東京五輪で吉川晃司超えを目指す水球界の王子「小さな巨人」荒井陸
水球は「水中の格闘技」と言われている。泳力はもちろん、水中でのぶつかり合い、つかみ合いなど、いたるところで打撃戦が繰り広げられる。ただ、日本代表のスタイルは「格闘技」から遠いところにある。
「そこで勝負しても世界では勝てないので......」
そう語るのは、"水球界の王子"こと日本代表の荒井陸(あつし)だ。
水球日本代表のポイントゲッターとして活躍する荒井陸 荒井は身長168センチと水球選手としては小柄だ。海外チームの平均身長は190センチを超える。そんな屈強な選手と戦うために荒井は数々の試練を乗り越え、武器を磨いてきた。
小学3年の時に水球を始め、高校は水球の強豪校・秀明英光(埼玉)に推薦入学。毎日のように怒られ、落ち込む時もあったが、それでもあきらめずに食らいつき、卒業後は日本体育大に進学した。

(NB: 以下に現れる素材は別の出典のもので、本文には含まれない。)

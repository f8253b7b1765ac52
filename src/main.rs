use std::sync::Arc;

use lead_respond::config::AppConfig;
use lead_respond::delivery::{
    EmailConfig, Mailer, Notifier, SmtpMailer, TelegramConfig, TelegramNotifier,
};
use lead_respond::pipeline::LeadProcessor;
use lead_respond::store::LeadStore;
use lead_respond::web::{self, AppState};

#[tokio::main]
async fn main() -> anyhow::Result<()> {
    // Install rustls crypto provider before any TLS usage
    rustls::crypto::ring::default_provider()
        .install_default()
        .expect("Failed to install rustls crypto provider");

    // Initialize tracing
    tracing_subscriber::fmt()
        .with_env_filter(
            tracing_subscriber::EnvFilter::try_from_default_env()
                .unwrap_or_else(|_| tracing_subscriber::EnvFilter::new("info")),
        )
        .with_target(false)
        .init();

    let config = AppConfig::from_env()?;

    eprintln!("⚡ Lead Respond v{}", env!("CARGO_PKG_VERSION"));
    eprintln!("   Listening: http://{}", config.bind_addr);
    eprintln!("   Database: {}", config.db_path.display());

    let store = Arc::new(LeadStore::new_local(&config.db_path).await?);

    let mailer: Option<Arc<dyn Mailer>> = match EmailConfig::from_env() {
        Some(email_config) => {
            eprintln!(
                "   Email: enabled (SMTP: {}:{})",
                email_config.smtp_host, email_config.smtp_port
            );
            Some(Arc::new(SmtpMailer::new(email_config)))
        }
        None => {
            eprintln!("   Email: disabled (SMTP_USER/SMTP_PASSWORD not set)");
            None
        }
    };

    let notifier: Option<Arc<dyn Notifier>> = match TelegramConfig::from_env() {
        Some(telegram_config) => {
            eprintln!("   Telegram: enabled (chat {})", telegram_config.chat_id);
            Some(Arc::new(TelegramNotifier::new(telegram_config)))
        }
        None => {
            eprintln!("   Telegram: disabled (TELEGRAM_BOT_TOKEN/TELEGRAM_CHAT_ID not set)");
            None
        }
    };

    let processor = Arc::new(LeadProcessor::new(Arc::clone(&store), mailer, notifier));

    let app = web::routes(AppState {
        processor,
        store,
        landing_page: config.landing_page,
    });

    let listener = tokio::net::TcpListener::bind(&config.bind_addr).await?;
    tracing::info!(addr = %config.bind_addr, "Lead response server started");
    axum::serve(listener, app).await?;

    Ok(())
}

「じつは第一志望は日体大ではなく、日体大を倒そうと思ってほかの大学を受けたんです。でも、落ちてしまって......今の日本代表の大本(洋嗣)監督に拾ってもらったんです」
当時から日体大の強さは圧倒的だったが、そのチームを破りたいという反骨心は荒井のよさでもある。ただ、日本中から精鋭が集う日体大の水球部の厳しさは想像をはるかに超えていた。
入部当時、体が小さく、細かった荒井は、彼らとは一緒に練習すらできずに「女子と練習しろ」と言われたのだ。
「僕ともうひとりが女子の水球部の練習に行かされました。もう悔しくて......『何をやっているんだろう』って思っていました」
水球は欧州で生まれたスポーツで、体の大きい選手が圧倒的に有利である。だが荒井は、小さいからといって水球をあきらめるのではなく、特徴を生かし、自分の武器は何かを常に考えていた。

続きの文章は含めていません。